To move forward in the evolving paradigm, physicians must first accept ownership of a disease’s medical risk continuum and its management as perhaps our most significant duty. Ultimately, patients come to us as much for our ability to manage their disease risk as for our ability to treat their ailment. Next, we must acknowledge that the stakes of medical risk assessment are no higher than in other professions. Pilots, police, and engineers all manage risk regularly where people’s lives are at stake by collecting and objectifying data, standardizing processes, and making/accepting tradeoffs.

Thirdly, we must better align priorities of care with patients and communicate risk more effectively using plain unbiased language and absolute risk data that highlight how treatment diminishes (or potentially increases) risk.[i]

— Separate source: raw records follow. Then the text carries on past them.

//! Time based countdowns.
//!
//! Time is passed in explicitly as milliseconds taken from the capture
//! timestamps of the frames, so the countdowns advance in frame order and
//! never read a wall clock of their own.

/// Countdown with millisecond precision
#[derive(Debug, Clone, PartialEq, Eq)]
pub struct Countdown {
    last_reset_ms: Option<i64>,
    timeout_ms: i64,
}

impl Countdown {
    /// Create a countdown that has not been started yet
    #[must_use]
    pub fn new(timeout_ms: i64) -> Self {
        Self {
            last_reset_ms: None,
            timeout_ms: timeout_ms.max(0),
        }
    }

    /// Restart the countdown at `now_ms`
    pub fn start(&mut self, now_ms: i64) {
        self.last_reset_ms = Some(now_ms);
    }

    /// Forget the start time; the countdown is idle until started again
    pub fn clear(&mut self) {
        self.last_reset_ms = None;
    }

    /// Move the start time forward, freezing progress for `ms` milliseconds
    pub fn postpone(&mut self, ms: i64) {
        if let Some(start) = self.last_reset_ms.as_mut() {
            *start += ms.max(0);
        }
    }

    /// Whether the countdown has been started
    #[must_use]
    pub const fn is_started(&self) -> bool {
        self.last_reset_ms.is_some()
    }

    /// Change the duration without restarting
    pub fn set_timeout_ms(&mut self, timeout_ms: i64) {
        self.timeout_ms = timeout_ms.max(0);
    }

    /// Duration in milliseconds
    #[must_use]
    pub const fn timeout_ms(&self) -> i64 {
        self.timeout_ms
    }

    /// Milliseconds since the last start, 0 when idle
    #[must_use]
    pub fn elapsed_ms(&self, now_ms: i64) -> i64 {
        self.last_reset_ms.map_or(0, |start| (now_ms - start).max(0))
    }

    /// Remaining milliseconds, 0 once expired
    #[must_use]
    pub fn remaining_ms(&self, now_ms: i64) -> i64 {
        (self.timeout_ms - self.elapsed_ms(now_ms)).max(0)
    }

    /// Percent of the countdown completed, in `[0, 100]`
    #[must_use]
    #[allow(clippy::cast_possible_truncation)]
    pub fn elapsed_percent(&self, now_ms: i64) -> u8 {
        if self.timeout_ms == 0 {
            return 100;
        }
        let elapsed = self.elapsed_ms(now_ms);
        if elapsed > self.timeout_ms {
            return 100;
        }
        ((100 * elapsed) / self.timeout_ms) as u8
    }

    /// Whether the countdown has expired. An idle countdown never expires.
    #[must_use]
    pub fn has_finished(&self, now_ms: i64) -> bool {
        self.is_started() && self.elapsed_ms(now_ms) > self.timeout_ms
    }
}

/// Timeout value meaning "auto-pause disabled"
pub const FACE_DETECTION_DISABLED: i64 = 0;

/// Time elapsed since a face was last detected.
///
/// A timeout of [`FACE_DETECTION_DISABLED`] turns the auto-pause off; every
/// query honors that sentinel.
#[derive(Debug, Clone, PartialEq, Eq)]
pub struct FaceDetectionCountdown {
    countdown: Countdown,
}

impl FaceDetectionCountdown {
    /// Create a countdown with the given timeout in milliseconds
    #[must_use]
    pub fn new(timeout_ms: i64) -> Self {
        Self {
            countdown: Countdown::new(timeout_ms),
        }
    }

    /// Record a positive face detection at `now_ms`
    pub fn reset(&mut self, now_ms: i64) {
        self.countdown.start(now_ms);
    }

    /// Wait for the next frame before counting again
    pub fn arm(&mut self) {
        self.countdown.clear();
    }

    /// Whether the countdown is waiting for its first timestamp
    #[must_use]
    pub const fn is_armed(&self) -> bool {
        !self.countdown.is_started()
    }

    /// Change the timeout
    pub fn set_timeout_ms(&mut self, timeout_ms: i64) {
        self.countdown.set_timeout_ms(timeout_ms);
    }

    /// Timeout in milliseconds
    #[must_use]
    pub const fn timeout_ms(&self) -> i64 {
        self.countdown.timeout_ms()
    }

    /// True iff the auto-pause is turned off
    #[must_use]
    pub const fn is_disabled(&self) -> bool {
        self.countdown.timeout_ms() == FACE_DETECTION_DISABLED
    }

    /// Whether the face has been missing for longer than the timeout
    #[must_use]
    pub fn has_finished(&self, now_ms: i64) -> bool {
        !self.is_disabled() && self.countdown.has_finished(now_ms)
    }

    /// Milliseconds since the last detection
    #[must_use]
    pub fn elapsed_ms(&self, now_ms: i64) -> i64 {
        self.countdown.elapsed_ms(now_ms)
    }

    /// Percent of the timeout elapsed, 100 when disabled
    #[must_use]
    pub fn elapsed_percent(&self, now_ms: i64) -> u8 {
        if self.is_disabled() {
            return 100;
        }
        self.countdown.elapsed_percent(now_ms)
    }
}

Finally, we must use predictive tools (as imperfect as they are) and work to improve them. Accountable care will require someone to manage disease risk and reward those who do it well. Physicians can and must manage more than primarily treatment risk. As Osler said, “Medicine is a science of uncertainty and an art of probability.”

Robert G. Uzzo, MD, FACS
G. Willing “Wing” Pepper Chair in Cancer Research
Professor and Chairman, Department of Surgery
Fox Chase Cancer Center
Temple University School of Medicine


  1. Fagerlin A, Zikmund-Fisher BJ, Ubel PA, et al. Helping patients decide: ten steps to better risk communication. J Natl Cancer Inst 2011;103:1436-1443.